[What to work on]
List all lines of the data that include the string "command".

START Material for the task

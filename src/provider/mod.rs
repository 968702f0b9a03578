//! Completion provider trait and backend adapters.

pub mod http;

pub mod azure;
pub mod groq;
pub mod openai;

use async_trait::async_trait;
use futures::stream::BoxStream;
use serde::{Deserialize, Serialize};

use crate::agent::ToolChoice;
use crate::error::Result;
use crate::types::{ChatMessage, TokenUsage, ToolCallRequest};

/// Tool definition sent to the provider API.
#[derive(Debug, Clone, Serialize, Deserialize)]
pub struct ToolDefinition {
    pub name: String,
    pub description: String,
    pub parameters: serde_json::Value,
}

/// Sampling parameters, forwarded only when set.
#[derive(Debug, Clone, Copy, Default, PartialEq)]
pub struct CompletionParams {
    pub temperature: Option<f64>,
    pub max_tokens: Option<u32>,
    pub top_p: Option<f64>,
    pub frequency_penalty: Option<f64>,
    pub presence_penalty: Option<f64>,
}

/// One request to a completion backend.
#[derive(Debug, Clone)]
pub struct CompletionRequest {
    pub model: String,
    pub messages: Vec<ChatMessage>,
    pub tools: Vec<ToolDefinition>,
    pub tool_choice: ToolChoice,
    pub parallel_tool_calls: bool,
    pub params: CompletionParams,
}

/// A completed (non-streaming) chat turn.
#[derive(Debug, Clone)]
pub struct ChatCompletion {
    pub content: String,
    pub tool_calls: Vec<ToolCallRequest>,
    /// Reported usage; absent when the backend does not bill-report.
    pub usage: Option<TokenUsage>,
}

/// Incremental fragment of a tool call inside a delta stream.
///
/// Fragments for one call share an `index`; `arguments` concatenates.
#[derive(Debug, Clone, Default, PartialEq)]
pub struct ToolCallDelta {
    pub index: usize,
    pub id: Option<String>,
    pub name: Option<String>,
    pub arguments: String,
}

/// One delta of a streaming completion.
#[derive(Debug, Clone, Default)]
pub struct CompletionDelta {
    pub content: Option<String>,
    pub tool_calls: Vec<ToolCallDelta>,
    pub finish_reason: Option<String>,
    pub usage: Option<TokenUsage>,
}

/// A chat-completion backend.
///
/// Implementations own their request/response normalization, including
/// message-shape differences for tool-result turns.
#[async_trait]
pub trait CompletionProvider: Send + Sync {
    /// Provider name (e.g., "openai", "groq").
    fn name(&self) -> &str;

    /// Request a completion.
    async fn complete(&self, request: &CompletionRequest) -> Result<ChatCompletion>;

    /// Request a streaming completion.
    async fn complete_stream(
        &self,
        request: &CompletionRequest,
    ) -> Result<BoxStream<'static, Result<CompletionDelta>>>;
}
//! Agent configuration and triage dispatch.

mod agent;
pub mod triage;

pub use agent::{Agent, Instructions, ToolChoice};
pub use triage::{AgentCreator, TriageDispatcher, TRANSFER_TO_TRIAGE, TRIAGE_AGENT_NAME};
//! Curated re-exports for common usage.

pub use crate::agent::{Agent, AgentCreator, ToolChoice, TriageDispatcher};
pub use crate::config::TychoConfig;
pub use crate::error::{Result, TychoError};
pub use crate::limit::RateLimiter;
pub use crate::manager::{AgentManager, RunEvent, RunOptions};
pub use crate::memory::Memory;
pub use crate::provider::azure::AzureOpenAiProvider;
pub use crate::provider::groq::GroqProvider;
pub use crate::provider::openai::OpenAiProvider;
pub use crate::provider::{CompletionParams, CompletionProvider};
pub use crate::tokens::TokenCounter;
pub use crate::tools::{AgentFunction, FunctionTool, ToolParameters};
pub use crate::types::{
    ChatMessage, ContextVariables, Role, RunResponse, TokenUsage, ToolOutcome, ToolResult,
};
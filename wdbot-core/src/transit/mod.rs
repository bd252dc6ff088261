//! Transit stops, routes and the neighbour graph derived from them.
//!
//! Stops are keyed by display name; a single named stop usually groups several
//! GTFS platform ids. Routes are ordered sequences of GTFS ids.
//! [`compute_neighbours`] folds routes into adjacency maps and labels every
//! neighbouring pair with its effective terminus.

mod error;
mod neighbours;

use std::collections::{BTreeMap, BTreeSet, HashMap, btree_map::Entry};
use std::hash::BuildHasher;

pub use error::{RouteError, StopRegistryError};
pub use neighbours::{NeighbourPair, StopNeighbours, compute_neighbours};

/// A named stop and the GTFS ids of its platforms.
///
/// # Examples
/// ```
/// use wdbot_core::TransitStop;
///
/// let stop = TransitStop::new("Malostranské náměstí", ["U1", "U2"]);
/// assert_eq!(stop.gtfs_ids.len(), 2);
/// ```
#[derive(Debug, Clone, PartialEq, Eq)]
#[cfg_attr(feature = "serde", derive(serde::Serialize, serde::Deserialize))]
pub struct TransitStop {
    /// Display name; unique across a network.
    pub name: String,
    /// GTFS ids of the platforms belonging to this stop.
    pub gtfs_ids: BTreeSet<String>,
}

impl TransitStop {
    /// Construct a stop from its name and platform ids.
    #[must_use]
    pub fn new<I, S>(name: impl Into<String>, gtfs_ids: I) -> Self
    where
        I: IntoIterator<Item = S>,
        S: Into<String>,
    {
        Self {
            name: name.into(),
            gtfs_ids: gtfs_ids.into_iter().map(Into::into).collect(),
        }
    }
}

/// One direction of a GTFS route as an ordered list of stop ids.
///
/// Sequences shorter than two stops are valid but contribute no adjacency.
///
/// # Examples
/// ```
/// use wdbot_core::{RouteError, TransitRoute};
///
/// let route = TransitRoute::new("L22", "0", ["A", "B", "C"])?;
/// assert_eq!(route.stops(), ["A", "B", "C"]);
/// assert_eq!(TransitRoute::new("", "0", ["A"]), Err(RouteError::MissingRouteId));
/// # Ok::<(), RouteError>(())
/// ```
#[derive(Debug, Clone, PartialEq, Eq)]
#[cfg_attr(feature = "serde", derive(serde::Serialize, serde::Deserialize))]
pub struct TransitRoute {
    route_id: String,
    direction_id: String,
    stops: Vec<String>,
}

impl TransitRoute {
    /// Build a route from its id, direction and ordered GTFS stop ids.
    ///
    /// # Errors
    /// Returns [`RouteError::MissingRouteId`] when `id` is empty.
    pub fn new<I, S>(
        id: impl Into<String>,
        direction_id: impl Into<String>,
        stops: I,
    ) -> Result<Self, RouteError>
    where
        I: IntoIterator<Item = S>,
        S: Into<String>,
    {
        let route_id = id.into();
        if route_id.is_empty() {
            return Err(RouteError::MissingRouteId);
        }
        Ok(Self {
            route_id,
            direction_id: direction_id.into(),
            stops: stops.into_iter().map(Into::into).collect(),
        })
    }

    /// GTFS route identifier.
    #[must_use]
    pub fn route_id(&self) -> &str {
        &self.route_id
    }

    /// GTFS direction identifier.
    #[must_use]
    pub fn direction_id(&self) -> &str {
        &self.direction_id
    }

    /// Ordered GTFS stop ids.
    #[must_use]
    pub fn stops(&self) -> &[String] {
        &self.stops
    }

    /// Consecutive `(from, to)` stop id pairs.
    pub fn legs(&self) -> impl Iterator<Item = (&str, &str)> + '_ {
        self.stops
            .windows(2)
            .filter_map(|pair| match pair {
                [from, to] => Some((from.as_str(), to.as_str())),
                _ => None,
            })
    }
}

/// Resolve GTFS stop ids to stop display names.
pub trait StopNameLookup {
    /// Return the display name of the stop owning `gtfs_id`, if known.
    fn stop_name(&self, gtfs_id: &str) -> Option<&str>;

    /// Whether `gtfs_id` belongs to a known stop.
    fn contains(&self, gtfs_id: &str) -> bool {
        self.stop_name(gtfs_id).is_some()
    }
}

impl<H: BuildHasher> StopNameLookup for HashMap<String, String, H> {
    fn stop_name(&self, gtfs_id: &str) -> Option<&str> {
        self.get(gtfs_id).map(String::as_str)
    }
}

impl StopNameLookup for BTreeMap<String, String> {
    fn stop_name(&self, gtfs_id: &str) -> Option<&str> {
        self.get(gtfs_id).map(String::as_str)
    }
}

/// Stops indexed by name and by GTFS id.
///
/// # Examples
/// ```
/// use wdbot_core::{StopNameLookup, StopRegistry, StopRegistryError, TransitStop};
///
/// let registry = StopRegistry::from_stops([
///     TransitStop::new("Anděl", ["U1"]),
///     TransitStop::new("Bertramka", ["U2"]),
/// ])?;
/// assert_eq!(registry.stop_name("U2"), Some("Bertramka"));
/// # Ok::<(), StopRegistryError>(())
/// ```
#[derive(Debug, Clone, Default, PartialEq, Eq)]
pub struct StopRegistry {
    stops: BTreeMap<String, TransitStop>,
    names_by_gtfs_id: BTreeMap<String, String>,
}

impl StopRegistry {
    /// Index `stops`, rejecting duplicate names and shared GTFS ids.
    ///
    /// # Errors
    /// - [`StopRegistryError::DuplicateName`] when two stops share a name.
    /// - [`StopRegistryError::DuplicateGtfsId`] when two stops claim one id.
    pub fn from_stops<I>(stops: I) -> Result<Self, StopRegistryError>
    where
        I: IntoIterator<Item = TransitStop>,
    {
        stops
            .into_iter()
            .try_fold(Self::default(), |mut registry, stop| {
                registry.insert(stop)?;
                Ok(registry)
            })
    }

    fn insert(&mut self, stop: TransitStop) -> Result<(), StopRegistryError> {
        if self.stops.contains_key(&stop.name) {
            return Err(StopRegistryError::DuplicateName { name: stop.name });
        }
        for gtfs_id in &stop.gtfs_ids {
            match self.names_by_gtfs_id.entry(gtfs_id.clone()) {
                Entry::Occupied(existing) => {
                    return Err(StopRegistryError::DuplicateGtfsId {
                        gtfs_id: gtfs_id.clone(),
                        first: existing.get().clone(),
                        second: stop.name.clone(),
                    });
                }
                Entry::Vacant(slot) => {
                    slot.insert(stop.name.clone());
                }
            }
        }
        self.stops.insert(stop.name.clone(), stop);
        Ok(())
    }

    /// Look up a stop by display name.
    #[must_use]
    pub fn get(&self, name: &str) -> Option<&TransitStop> {
        self.stops.get(name)
    }

    /// Iterate stops in name order.
    pub fn iter(&self) -> impl Iterator<Item = &TransitStop> + '_ {
        self.stops.values()
    }

    /// Number of named stops.
    #[must_use]
    pub fn len(&self) -> usize {
        self.stops.len()
    }

    /// Whether the registry holds no stops.
    #[must_use]
    pub fn is_empty(&self) -> bool {
        self.stops.is_empty()
    }
}

impl StopNameLookup for StopRegistry {
    fn stop_name(&self, gtfs_id: &str) -> Option<&str> {
        self.names_by_gtfs_id.get(gtfs_id).map(String::as_str)
    }
}

#[cfg(test)]
mod tests {
    use super::*;
    use rstest::rstest;

    #[rstest]
    fn route_requires_an_identifier() {
        assert_eq!(
            TransitRoute::new("", "1", ["A", "B"]),
            Err(RouteError::MissingRouteId)
        );
    }

    #[rstest]
    #[case(&[], 0)]
    #[case(&["A"], 0)]
    #[case(&["A", "B"], 1)]
    #[case(&["A", "B", "C", "D"], 3)]
    fn legs_pair_consecutive_stops(#[case] stops: &[&str], #[case] expected: usize) {
        let route = TransitRoute::new("L1", "0", stops.iter().copied())
            .unwrap_or_else(|err| panic!("route construction failed: {err}"));
        assert_eq!(route.legs().count(), expected);
    }

    #[rstest]
    fn legs_preserve_order() {
        let route = TransitRoute::new("L1", "0", ["A", "B", "C"])
            .unwrap_or_else(|err| panic!("route construction failed: {err}"));
        let legs: Vec<_> = route.legs().collect();
        assert_eq!(legs, vec![("A", "B"), ("B", "C")]);
    }

    #[rstest]
    fn registry_resolves_every_platform() {
        let registry = StopRegistry::from_stops([
            TransitStop::new("Anděl", ["U1", "U2"]),
            TransitStop::new("Bertramka", ["U3"]),
        ])
        .unwrap_or_else(|err| panic!("registry construction failed: {err}"));
        assert_eq!(registry.stop_name("U1"), Some("Anděl"));
        assert_eq!(registry.stop_name("U2"), Some("Anděl"));
        assert_eq!(registry.stop_name("U3"), Some("Bertramka"));
        assert!(!registry.contains("U4"));
        assert_eq!(registry.len(), 2);
    }

    #[rstest]
    fn registry_rejects_shared_gtfs_id() {
        let err = StopRegistry::from_stops([
            TransitStop::new("Anděl", ["U1"]),
            TransitStop::new("Bertramka", ["U1"]),
        ])
        .err();
        assert_eq!(
            err,
            Some(StopRegistryError::DuplicateGtfsId {
                gtfs_id: "U1".into(),
                first: "Anděl".into(),
                second: "Bertramka".into(),
            })
        );
    }

    #[rstest]
    fn registry_rejects_duplicate_name() {
        let err = StopRegistry::from_stops([
            TransitStop::new("Anděl", ["U1"]),
            TransitStop::new("Anděl", ["U2"]),
        ])
        .err();
        assert_eq!(
            err,
            Some(StopRegistryError::DuplicateName {
                name: "Anděl".into()
            })
        );
    }

    #[rstest]
    fn map_lookups_resolve_names() {
        let map = HashMap::from([("U1".to_owned(), "Anděl".to_owned())]);
        assert_eq!(map.stop_name("U1"), Some("Anděl"));
        assert_eq!(map.stop_name("U9"), None);
    }
}
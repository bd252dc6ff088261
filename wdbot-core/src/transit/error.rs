use thiserror::Error;

/// Errors raised when constructing a [`crate::TransitRoute`].
#[derive(Debug, Clone, PartialEq, Eq, Error)]
pub enum RouteError {
    /// The route identifier was empty.
    #[error("route identifier must not be empty")]
    MissingRouteId,
}

/// Errors raised when building a [`crate::StopRegistry`].
#[derive(Debug, Clone, PartialEq, Eq, Error)]
pub enum StopRegistryError {
    /// A GTFS stop id was claimed by two named stops.
    #[error("GTFS id {gtfs_id} belongs to both {first} and {second}")]
    DuplicateGtfsId {
        /// Offending GTFS id.
        gtfs_id: String,
        /// Name of the stop registered first.
        first: String,
        /// Name of the stop that tried to claim the id again.
        second: String,
    },
    /// Two stops shared a display name.
    #[error("stop name {name} is registered twice")]
    DuplicateName {
        /// Offending name.
        name: String,
    },
}
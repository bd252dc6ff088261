//! Test helpers writing stop lists, GTFS feeds and RÚIAN dumps to disk.

use camino::{Utf8Path, Utf8PathBuf};
use std::fs;
use tempfile::TempDir;
use wdbot_data::test_support::{
    ruian_area, ruian_document, stops_document, tram_group, write_archive,
};

const ROUTES: &str = "\
route_id,agency_id,route_short_name,route_long_name,route_type
L22,99,22,Bílá Hora - Nádraží Strašnice,0
L136,99,136,Sídliště Čakovice - Jižní Město,3
";

const ROUTE_STOPS: &str = "\
route_id,direction_id,stop_id,stop_sequence
L22,0,U1Z1,1
L22,0,U2Z1,2
L22,0,U3Z1,3
L136,0,U3Z1,1
L136,0,U1Z1,2
";

/// Input files for one CLI invocation, removed on drop.
#[derive(Debug)]
pub(super) struct DatasetFiles {
    _dir: TempDir,
    root: Utf8PathBuf,
    stops: Utf8PathBuf,
    gtfs: Utf8PathBuf,
    dump: Utf8PathBuf,
}

impl DatasetFiles {
    pub(super) fn new() -> Self {
        let dir = TempDir::new().expect("tempdir");
        let root =
            Utf8PathBuf::from_path_buf(dir.path().to_path_buf()).expect("utf-8 workspace");
        let stops = root.join("stops.json");
        let gtfs = root.join("PID_GTFS.zip");
        let dump = root.join("20231031_ST_UKSG.xml.zip");

        let document = stops_document(&[
            tram_group("Anděl", &["U1Z1"]),
            tram_group("Újezd", &["U2Z1"]),
            tram_group("Národní divadlo", &["U3Z1"]),
        ]);
        fs::write(&stops, document).expect("write stop list");
        write_archive(
            gtfs.as_std_path(),
            &[("routes.txt", ROUTES), ("route_stops.txt", ROUTE_STOPS)],
        );
        let area = ruian_area("727181", -743_000.0, -1_043_000.0);
        let xml = ruian_document(&[area.as_str()]);
        write_archive(dump.as_std_path(), &[("20231031_ST_UKSG.xml", xml.as_str())]);

        Self {
            _dir: dir,
            root,
            stops,
            gtfs,
            dump,
        }
    }

    pub(super) fn root(&self) -> &Utf8Path {
        &self.root
    }

    pub(super) fn stops(&self) -> &Utf8Path {
        &self.stops
    }

    pub(super) fn gtfs(&self) -> &Utf8Path {
        &self.gtfs
    }

    pub(super) fn dump(&self) -> &Utf8Path {
        &self.dump
    }
}

/// Parse captured command output as JSON.
pub(super) fn output_json(output: &[u8]) -> serde_json::Value {
    serde_json::from_slice(output).expect("command output is JSON")
}
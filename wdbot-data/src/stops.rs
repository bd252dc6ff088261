//! Tram stops from the PID stop-list JSON document.
//!
//! The document groups physical stops (platforms) under a named stop group.
//! A group is a tram stop when at least one of its platforms is served by a
//! tram line; every other group is skipped.

use std::{
    collections::{BTreeMap, BTreeSet},
    fs::File,
    io::{self, BufReader, Read},
};

use camino::{Utf8Path, Utf8PathBuf};
use chrono::NaiveDate;
use geo::{Centroid, MultiPoint, Point};
use log::info;
use serde::Deserialize;
use thiserror::Error;
use wdbot_core::{StopRegistry, StopRegistryError, TransitStop};

/// Supported value of `dataFormatVersion`.
pub const SUPPORTED_FORMAT_VERSION: &str = "3";

const TRAM_LINE_TYPE: &str = "tram";
const TRAM_MUNICIPALITY: &str = "Praha";
const TRAM_DISTRICT_CODE: &str = "AB";

/// Errors raised while reading the stop list.
#[derive(Debug, Error)]
#[non_exhaustive]
pub enum StopsError {
    /// The stop list could not be opened.
    #[error("failed to open stop list at {path}")]
    Open {
        /// Location of the stop list.
        path: Utf8PathBuf,
        /// Underlying I/O error.
        #[source]
        source: io::Error,
    },
    /// The document is not valid JSON of the expected shape.
    #[error("malformed stop list")]
    Json {
        /// Underlying JSON error.
        #[source]
        source: serde_json::Error,
    },
    /// The document declares a format version other than the supported one.
    #[error("unsupported stop list format version {version}")]
    UnsupportedVersion {
        /// Declared version.
        version: String,
    },
    /// `generatedAt` does not start with a calendar date.
    #[error("invalid generatedAt timestamp {value}")]
    InvalidTimestamp {
        /// Raw timestamp.
        value: String,
        /// Underlying parse error.
        #[source]
        source: chrono::ParseError,
    },
    /// A tram stop lies outside Prague.
    #[error("tram stop {name} lies in {municipality} ({district_code})")]
    UnexpectedLocation {
        /// Stop group name.
        name: String,
        /// Municipality reported for the group.
        municipality: String,
        /// District code reported for the group.
        district_code: String,
    },
    /// Two tram stop groups share a name.
    #[error("tram stop {name} appears twice")]
    DuplicateStop {
        /// Duplicated name.
        name: String,
    },
}

/// A tram line serving a stop, with the direction it is heading.
#[derive(Debug, Clone, PartialEq, Eq, PartialOrd, Ord, Hash)]
pub struct LineAtStop {
    /// Public line name, such as `22`.
    pub line: String,
    /// Direction shown for the line at this stop.
    pub direction: String,
}

/// A named tram stop aggregated from its platforms.
#[derive(Debug, Clone, PartialEq)]
pub struct TramStop {
    /// Display name; unique among tram stops.
    pub name: String,
    /// Name used by the national timetable system.
    pub idos_name: String,
    /// Name including the municipality.
    pub full_name: String,
    /// Name disambiguated across the whole network.
    pub unique_name: String,
    /// National stop number.
    pub cis: u64,
    /// Network node number.
    pub node: u64,
    /// Mean position of the tram platforms (`x = longitude`, `y = latitude`).
    pub location: Point<f64>,
    /// GTFS ids of every platform in the group.
    pub gtfs_ids: BTreeSet<String>,
    /// Tram lines serving the stop.
    pub lines: BTreeSet<LineAtStop>,
}

impl TramStop {
    /// Alternative names differing from [`TramStop::name`].
    ///
    /// # Examples
    /// ```
    /// use std::collections::BTreeSet;
    /// use geo::Point;
    /// use wdbot_data::TramStop;
    ///
    /// let stop = TramStop {
    ///     name: "Anděl".into(),
    ///     idos_name: "Anděl".into(),
    ///     full_name: "Praha, Anděl".into(),
    ///     unique_name: "Anděl".into(),
    ///     cis: 58_791,
    ///     node: 1_040,
    ///     location: Point::new(14.403, 50.071),
    ///     gtfs_ids: BTreeSet::new(),
    ///     lines: BTreeSet::new(),
    /// };
    /// assert_eq!(stop.aliases(), BTreeSet::from(["Praha, Anděl"]));
    /// ```
    #[must_use]
    pub fn aliases(&self) -> BTreeSet<&str> {
        [
            self.full_name.as_str(),
            self.idos_name.as_str(),
            self.unique_name.as_str(),
        ]
        .into_iter()
        .filter(|alias| *alias != self.name)
        .collect()
    }

    /// Name and platform ids as a [`TransitStop`].
    #[must_use]
    pub fn to_transit_stop(&self) -> TransitStop {
        TransitStop::new(self.name.clone(), self.gtfs_ids.iter().cloned())
    }
}

/// Tram stops from one stop-list document.
#[derive(Debug, Clone, PartialEq)]
pub struct StopsDocument {
    generated_at: NaiveDate,
    stops: BTreeMap<String, TramStop>,
}

impl StopsDocument {
    /// Day the document was generated.
    #[must_use]
    pub fn generated_at(&self) -> NaiveDate {
        self.generated_at
    }

    /// Look up a tram stop by name.
    #[must_use]
    pub fn get(&self, name: &str) -> Option<&TramStop> {
        self.stops.get(name)
    }

    /// Iterate tram stops in name order.
    pub fn stops(&self) -> impl Iterator<Item = &TramStop> + '_ {
        self.stops.values()
    }

    /// Number of tram stops.
    #[must_use]
    pub fn len(&self) -> usize {
        self.stops.len()
    }

    /// Whether the document holds no tram stops.
    #[must_use]
    pub fn is_empty(&self) -> bool {
        self.stops.is_empty()
    }

    /// Index the stops by name and GTFS id.
    ///
    /// # Errors
    /// Returns [`StopRegistryError::DuplicateGtfsId`] when two groups list the
    /// same platform id.
    pub fn registry(&self) -> Result<StopRegistry, StopRegistryError> {
        StopRegistry::from_stops(self.stops().map(TramStop::to_transit_stop))
    }
}

#[derive(Debug, Deserialize)]
#[serde(rename_all = "camelCase", deny_unknown_fields)]
struct RawDocument {
    generated_at: String,
    data_format_version: String,
    stop_groups: Vec<RawStopGroup>,
}

#[derive(Debug, Deserialize)]
#[serde(rename_all = "camelCase")]
struct RawStopGroup {
    name: String,
    district_code: String,
    idos_name: String,
    full_name: String,
    unique_name: String,
    node: u64,
    cis: u64,
    municipality: String,
    stops: Vec<RawStop>,
}

#[derive(Debug, Deserialize)]
#[serde(rename_all = "camelCase")]
struct RawStop {
    lat: f64,
    lon: f64,
    #[serde(default)]
    gtfs_ids: Vec<String>,
    lines: Vec<RawLine>,
}

#[derive(Debug, Deserialize)]
#[serde(rename_all = "camelCase", deny_unknown_fields)]
struct RawLine {
    #[serde(rename = "id")]
    _id: i64,
    name: String,
    #[serde(rename = "type")]
    line_type: String,
    direction: String,
    #[serde(default, rename = "direction2")]
    _direction2: Option<String>,
    #[serde(default, rename = "isNight")]
    _is_night: Option<bool>,
}

impl RawStop {
    fn tram_lines(&self) -> impl Iterator<Item = LineAtStop> + '_ {
        self.lines
            .iter()
            .filter(|line| line.line_type == TRAM_LINE_TYPE)
            .map(|line| LineAtStop {
                line: line.name.clone(),
                direction: line.direction.clone(),
            })
    }
}

impl RawStopGroup {
    /// Convert a group into a tram stop, or `None` when no tram serves it.
    fn into_tram_stop(self) -> Result<Option<TramStop>, StopsError> {
        let tram_platforms: Vec<&RawStop> = self
            .stops
            .iter()
            .filter(|stop| stop.tram_lines().next().is_some())
            .collect();
        let Some(location) = MultiPoint::from(
            tram_platforms
                .iter()
                .map(|stop| Point::new(stop.lon, stop.lat))
                .collect::<Vec<_>>(),
        )
        .centroid() else {
            return Ok(None);
        };

        if self.municipality != TRAM_MUNICIPALITY || self.district_code != TRAM_DISTRICT_CODE {
            return Err(StopsError::UnexpectedLocation {
                name: self.name,
                municipality: self.municipality,
                district_code: self.district_code,
            });
        }
        if self.name != self.unique_name {
            info!(
                "Tram stop name {} differs from its unique name {}",
                self.name, self.unique_name
            );
        }

        let lines = tram_platforms
            .iter()
            .flat_map(|stop| stop.tram_lines())
            .collect();
        let gtfs_ids = self
            .stops
            .iter()
            .flat_map(|stop| stop.gtfs_ids.iter().cloned())
            .collect();
        Ok(Some(TramStop {
            name: self.name,
            idos_name: self.idos_name,
            full_name: self.full_name,
            unique_name: self.unique_name,
            cis: self.cis,
            node: self.node,
            location,
            gtfs_ids,
            lines,
        }))
    }
}

/// Read tram stops from a stop-list document.
///
/// # Errors
/// - [`StopsError::Json`] when the document is malformed.
/// - [`StopsError::UnsupportedVersion`] unless `dataFormatVersion` is `"3"`.
/// - [`StopsError::InvalidTimestamp`] when `generatedAt` is not a date.
/// - [`StopsError::UnexpectedLocation`] for tram stops outside Prague.
/// - [`StopsError::DuplicateStop`] when two tram groups share a name.
///
/// # Examples
/// ```
/// use wdbot_data::read_tram_stops;
///
/// # fn main() -> Result<(), wdbot_data::StopsError> {
/// let json = r#"{"generatedAt": "2023-12-15T03:00:00", "dataFormatVersion": "3", "stopGroups": []}"#;
/// let document = read_tram_stops(json.as_bytes())?;
/// assert!(document.is_empty());
/// assert_eq!(document.generated_at().to_string(), "2023-12-15");
/// # Ok(())
/// # }
/// ```
pub fn read_tram_stops(reader: impl Read) -> Result<StopsDocument, StopsError> {
    let raw: RawDocument =
        serde_json::from_reader(reader).map_err(|source| StopsError::Json { source })?;
    if raw.data_format_version != SUPPORTED_FORMAT_VERSION {
        return Err(StopsError::UnsupportedVersion {
            version: raw.data_format_version,
        });
    }
    let generated_at = parse_generated_at(&raw.generated_at)?;

    let mut stops = BTreeMap::new();
    for group in raw.stop_groups {
        let Some(stop) = group.into_tram_stop()? else {
            continue;
        };
        if stops.contains_key(&stop.name) {
            return Err(StopsError::DuplicateStop { name: stop.name });
        }
        stops.insert(stop.name.clone(), stop);
    }
    Ok(StopsDocument {
        generated_at,
        stops,
    })
}

/// Open and read the stop list at `path`.
///
/// # Errors
/// Returns [`StopsError::Open`] when the file cannot be opened, otherwise see
/// [`read_tram_stops`].
pub fn open_tram_stops(path: &Utf8Path) -> Result<StopsDocument, StopsError> {
    let file = File::open(path).map_err(|source| StopsError::Open {
        path: path.to_path_buf(),
        source,
    })?;
    read_tram_stops(BufReader::new(file))
}

fn parse_generated_at(value: &str) -> Result<NaiveDate, StopsError> {
    NaiveDate::parse_and_remainder(value, "%Y-%m-%d")
        .map(|(date, _)| date)
        .map_err(|source| StopsError::InvalidTimestamp {
            value: value.to_owned(),
            source,
        })
}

END Material for the task

[Answer to this task]
/// Parse captured command output as JSON.
    serde_json::from_slice(output).expect("command output is JSON")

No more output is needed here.